Records for the exercise:

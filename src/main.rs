mod cli;

use std::process::ExitCode;

use clap::Parser;
use cli::Cli;
use colored::Colorize;

#[tokio::main]
async fn main() -> ExitCode {
    let cli = Cli::parse();

    // 初始化日志系统
    jhttp::logger::init_logger(cli.verbose);

    match cli::run(cli).await {
        Ok(code) => code,
        Err(e) => {
            eprintln!("{}: {:#}", "错误".red().bold(), e);
            ExitCode::FAILURE
        }
    }
}
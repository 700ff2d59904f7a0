use std::fmt;
use std::str::FromStr;

use once_cell::sync::Lazy;
use serde::{Deserialize, Serialize};

use crate::parser::matcher;
use crate::{JhttpError, Result};

/// `.http` 文件中允许出现的请求方法（大小写敏感）
#[derive(Debug, Clone, Copy, PartialEq, Eq, Hash, Deserialize, Serialize)]
pub enum Method {
    Get,
    Post,
    Put,
    Delete,
    Patch,
    Head,
    Options,
    Trace,
}

impl FromStr for Method {
    type Err = JhttpError;

    fn from_str(s: &str) -> std::result::Result<Self, Self::Err> {
        match s {
            "GET" => Ok(Method::Get),
            "POST" => Ok(Method::Post),
            "PUT" => Ok(Method::Put),
            "DELETE" => Ok(Method::Delete),
            "PATCH" => Ok(Method::Patch),
            "HEAD" => Ok(Method::Head),
            "OPTIONS" => Ok(Method::Options),
            "TRACE" => Ok(Method::Trace),
            _ => Err(JhttpError::InvalidMethod(s.to_string())),
        }
    }
}

impl Method {
    pub fn parse(s: &str) -> Result<Self> {
        s.parse()
    }

    pub fn as_str(&self) -> &'static str {
        match self {
            Method::Get => "GET",
            Method::Post => "POST",
            Method::Put => "PUT",
            Method::Delete => "DELETE",
            Method::Patch => "PATCH",
            Method::Head => "HEAD",
            Method::Options => "OPTIONS",
            Method::Trace => "TRACE",
        }
    }
}

impl fmt::Display for Method {
    fn fmt(&self, f: &mut fmt::Formatter<'_>) -> fmt::Result {
        f.write_str(self.as_str())
    }
}

/// 校验相对引用时使用的占位 base
static RELATIVE_BASE: Lazy<url::Url> =
    Lazy::new(|| url::Url::parse("http://localhost/").expect("static base URL is valid"));

/// 请求行中的 URL（尚未做变量替换）
///
/// 保存源文本，同时记录它的结构：
/// - 绝对 URL（`https://api.example.com/users`）解析为 [`url::Url`]
/// - 相对引用（`{{host}}/users`）只校验结构，不保存解析结果
/// - 含有 `{{name}}` 且在替换前无法判断结构的模板（`http://{{host}}:{{port}}/`）
///   原样保留，替换后再校验
#[derive(Debug, Clone, PartialEq, Eq)]
pub struct RequestUrl {
    raw: String,
    parsed: Option<url::Url>,
}

impl RequestUrl {
    pub fn parse(s: &str) -> std::result::Result<Self, url::ParseError> {
        let input = s.trim();

        let parsed = match url::Url::parse(input) {
            Ok(url) => Some(url),
            Err(url::ParseError::RelativeUrlWithoutBase) => {
                RELATIVE_BASE.join(input)?;
                None
            }
            Err(_) if matcher::has_variable_ref(input) => None,
            Err(e) => return Err(e),
        };

        Ok(Self {
            raw: input.to_string(),
            parsed,
        })
    }

    /// URL 的字符串形式
    pub fn as_str(&self) -> &str {
        &self.raw
    }

    /// 绝对 URL 的结构化形式；相对引用和模板返回 `None`
    pub fn as_url(&self) -> Option<&url::Url> {
        self.parsed.as_ref()
    }

    pub fn is_absolute(&self) -> bool {
        self.parsed.is_some()
    }
}

impl fmt::Display for RequestUrl {
    fn fmt(&self, f: &mut fmt::Formatter<'_>) -> fmt::Result {
        f.write_str(&self.raw)
    }
}

#[derive(Debug, Clone, Copy, PartialEq, Eq)]
pub struct Status(u16);
impl Status {
    pub fn new(code: u16) -> Result<Self> {
        if (100..1000).contains(&code) {
            Ok(Self(code))
        } else {
            Err(JhttpError::Other(format!(
                "Invalid HTTP status code: {}",
                code
            )))
        }
    }

    pub fn code(&self) -> u16 {
        self.0
    }

    pub fn is_success(&self) -> bool {
        (200..=299).contains(&self.0)
    }

    pub fn is_redirect(&self) -> bool {
        (300..=399).contains(&self.0)
    }

    pub fn is_client_error(&self) -> bool {
        (400..=499).contains(&self.0)
    }

    pub fn is_server_error(&self) -> bool {
        (500..=599).contains(&self.0)
    }

    pub fn reason_phrase(&self) -> &'static str {
        match self.0 {
            200 => "OK",
            201 => "Created",
            202 => "Accepted",
            204 => "No Content",
            301 => "Moved Permanently",
            302 => "Found",
            304 => "Not Modified",
            400 => "Bad Request",
            401 => "Unauthorized",
            403 => "Forbidden",
            404 => "Not Found",
            405 => "Method Not Allowed",
            409 => "Conflict",
            422 => "Unprocessable Entity",
            429 => "Too Many Requests",
            500 => "Internal Server Error",
            502 => "Bad Gateway",
            503 => "Service Unavailable",
            504 => "Gateway Timeout",
            _ => "Unknown",
        }
    }
}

Your task:
Check each line of the material above for the string "Lazy". Please count those that have it and reply with the number only.

Result for this exercise:
3